- **RECORD SET**:
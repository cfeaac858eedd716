//! Allowlisted SPARQL templates.
//!
//! Free-form SPARQL never crosses a trust boundary: the RAG expander and
//! the HTTP facade both go through this closed registry. Parameters are
//! substituted as N-Triples terms with strict validation, so a parameter
//! cannot smuggle query syntax.

use std::collections::BTreeMap;

use once_cell::sync::Lazy;

use crate::error::KgError;

/// name → (description, template). `{iri}` and `{graph}` placeholders are
/// the only substitution points.
static TEMPLATES: Lazy<BTreeMap<&'static str, (&'static str, &'static str)>> = Lazy::new(|| {
    BTreeMap::from([
        (
            "neighbors",
            (
                "Outbound and inbound neighbors of a node, with labels",
                "SELECT ?p ?o ?label WHERE { GRAPH <{graph}> { \
                 { <{iri}> ?p ?o } UNION { ?o ?p <{iri}> } \
                 OPTIONAL { ?o <http://www.w3.org/2000/01/rdf-schema#label> ?label } } } LIMIT 64",
            ),
        ),
        (
            "lineage",
            (
                "Provenance chain of a node",
                "SELECT ?src WHERE { GRAPH <{graph}> { \
                 <{iri}> <http://www.w3.org/ns/prov#wasDerivedFrom> ?src } }",
            ),
        ),
        (
            "entity",
            (
                "All properties of an entity node",
                "SELECT ?p ?o WHERE { GRAPH <{graph}> { <{iri}> ?p ?o } } LIMIT 256",
            ),
        ),
        (
            "section_text",
            (
                "Text and label of a section node",
                "SELECT ?text ?label WHERE { GRAPH <{graph}> { \
                 <{iri}> <https://ear.example.org/schema#text> ?text . \
                 OPTIONAL { <{iri}> <http://www.w3.org/2000/01/rdf-schema#label> ?label } } }",
            ),
        ),
    ])
});

/// Names of all registered templates, for the facade's health surface.
pub fn template_names() -> Vec<&'static str> {
    TEMPLATES.keys().copied().collect()
}

/// Render a template by name. Unknown names and malformed IRIs are
/// rejected; there is no escape hatch to raw SPARQL.
pub fn render_template(name: &str, graph: &str, iri: &str) -> Result<String, KgError> {
    let Some((_, template)) = TEMPLATES.get(name) else {
        return Err(KgError::ContractViolation(format!(
            "sparql template {name:?} is not allowlisted"
        )));
    };
    for value in [graph, iri] {
        if !is_safe_iri(value) {
            return Err(KgError::ContractViolation(format!(
                "unsafe iri parameter: {value:?}"
            )));
        }
    }
    Ok(template.replace("{graph}", graph).replace("{iri}", iri))
}

// An absolute http(s) IRI with none of the characters that could terminate
// the enclosing <...> term or open a new clause.
fn is_safe_iri(value: &str) -> bool {
    (value.starts_with("https://") || value.starts_with("http://"))
        && !value.contains(['<', '>', '"', ' ', '\n', '\r', '\t', '{', '}', '\\'])
}
//! The `.kgstate` manifest - the source of truth for KG snapshot identity.

use std::fs;
use std::path::Path;

use governance::canonical_json_bytes;
use serde::{Deserialize, Serialize};

use crate::error::KgError;

/// Schema version pinned in both the ontology node and the manifest.
/// Bump whenever the emitted shape of the graph changes.
pub const KG_SCHEMA_VERSION: &str = "ear-kg.v1";

/// Manifest directory under the kg output root.
pub const KGSTATE_DIR: &str = ".kgstate";

#[derive(Debug, Clone, PartialEq, Eq, Serialize, Deserialize)]
pub struct KgManifest {
    /// SHA-256 over the canonical N-Quads bytes; the snapshot identity.
    pub digest: String,
    pub schema_version: String,
    /// SHA-256 binding the inputs: corpus digest + entity list + schema.
    pub inputs_hash: String,
    /// Derived from `SOURCE_DATE_EPOCH`, never the wall clock.
    pub created_at: String,
}

pub fn write_manifest(kg_dir: &Path, manifest: &KgManifest) -> Result<(), KgError> {
    let state_dir = kg_dir.join(KGSTATE_DIR);
    fs::create_dir_all(&state_dir)?;
    let mut bytes = canonical_json_bytes(manifest)?;
    bytes.push(b'\n');
    fs::write(state_dir.join("manifest.json"), bytes)?;
    Ok(())
}

pub fn load_manifest(kg_dir: &Path) -> Result<KgManifest, KgError> {
    let bytes = fs::read(kg_dir.join(KGSTATE_DIR).join("manifest.json"))?;
    Ok(serde_json::from_slice(&bytes)?)
}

- **AIM OF THE TASK**:
Copy the listing above. Match every line exactly.

- **TASK RESULT**:
repository cfeaac858eedd716
//! Allowlisted SPARQL templates.
//!
//! Free-form SPARQL never crosses a trust boundary: the RAG expander and
//! the HTTP facade both go through this closed registry. Parameters are
//! substituted as N-Triples terms with strict validation, so a parameter
//! cannot smuggle query syntax.

use std::collections::BTreeMap;

use once_cell::sync::Lazy;

use crate::error::KgError;

/// name → (description, template). `{iri}` and `{graph}` placeholders are
/// the only substitution points.
static TEMPLATES: Lazy<BTreeMap<&'static str, (&'static str, &'static str)>> = Lazy::new(|| {
    BTreeMap::from([
        (
            "neighbors",
            (
                "Outbound and inbound neighbors of a node, with labels",
                "SELECT ?p ?o ?label WHERE { GRAPH <{graph}> { \
                 { <{iri}> ?p ?o } UNION { ?o ?p <{iri}> } \
                 OPTIONAL { ?o <http://www.w3.org/2000/01/rdf-schema#label> ?label } } } LIMIT 64",
            ),
        ),
        (
            "lineage",
            (
                "Provenance chain of a node",
                "SELECT ?src WHERE { GRAPH <{graph}> { \
                 <{iri}> <http://www.w3.org/ns/prov#wasDerivedFrom> ?src } }",
            ),
        ),
        (
            "entity",
            (
                "All properties of an entity node",
                "SELECT ?p ?o WHERE { GRAPH <{graph}> { <{iri}> ?p ?o } } LIMIT 256",
            ),
        ),
        (
            "section_text",
            (
                "Text and label of a section node",
                "SELECT ?text ?label WHERE { GRAPH <{graph}> { \
                 <{iri}> <https://ear.example.org/schema#text> ?text . \
                 OPTIONAL { <{iri}> <http://www.w3.org/2000/01/rdf-schema#label> ?label } } }",
            ),
        ),
    ])
});

/// Names of all registered templates, for the facade's health surface.
pub fn template_names() -> Vec<&'static str> {
    TEMPLATES.keys().copied().collect()
}

/// Render a template by name. Unknown names and malformed IRIs are
/// rejected; there is no escape hatch to raw SPARQL.
pub fn render_template(name: &str, graph: &str, iri: &str) -> Result<String, KgError> {
    let Some((_, template)) = TEMPLATES.get(name) else {
        return Err(KgError::ContractViolation(format!(
            "sparql template {name:?} is not allowlisted"
        )));
    };
    for value in [graph, iri] {
        if !is_safe_iri(value) {
            return Err(KgError::ContractViolation(format!(
                "unsafe iri parameter: {value:?}"
            )));
        }
    }
    Ok(template.replace("{graph}", graph).replace("{iri}", iri))
}

// An absolute http(s) IRI with none of the characters that could terminate
// the enclosing <...> term or open a new clause.
fn is_safe_iri(value: &str) -> bool {
    (value.starts_with("https://") || value.starts_with("http://"))
        && !value.contains(['<', '>', '"', ' ', '\n', '\r', '\t', '{', '}', '\\'])
}
//! The `.kgstate` manifest - the source of truth for KG snapshot identity.

use std::fs;
use std::path::Path;

use governance::canonical_json_bytes;
use serde::{Deserialize, Serialize};

use crate::error::KgError;

/// Schema version pinned in both the ontology node and the manifest.
/// Bump whenever the emitted shape of the graph changes.
pub const KG_SCHEMA_VERSION: &str = "ear-kg.v1";

/// Manifest directory under the kg output root.
pub const KGSTATE_DIR: &str = ".kgstate";

#[derive(Debug, Clone, PartialEq, Eq, Serialize, Deserialize)]
pub struct KgManifest {
    /// SHA-256 over the canonical N-Quads bytes; the snapshot identity.
    pub digest: String,
    pub schema_version: String,
    /// SHA-256 binding the inputs: corpus digest + entity list + schema.
    pub inputs_hash: String,
    /// Derived from `SOURCE_DATE_EPOCH`, never the wall clock.
    pub created_at: String,
}

pub fn write_manifest(kg_dir: &Path, manifest: &KgManifest) -> Result<(), KgError> {
    let state_dir = kg_dir.join(KGSTATE_DIR);
    fs::create_dir_all(&state_dir)?;
    let mut bytes = canonical_json_bytes(manifest)?;
    bytes.push(b'\n');
    fs::write(state_dir.join("manifest.json"), bytes)?;
    Ok(())
}

pub fn load_manifest(kg_dir: &Path) -> Result<KgManifest, KgError> {
    let bytes = fs::read(kg_dir.join(KGSTATE_DIR).join("manifest.json"))?;
    Ok(serde_json::from_slice(&bytes)?)
}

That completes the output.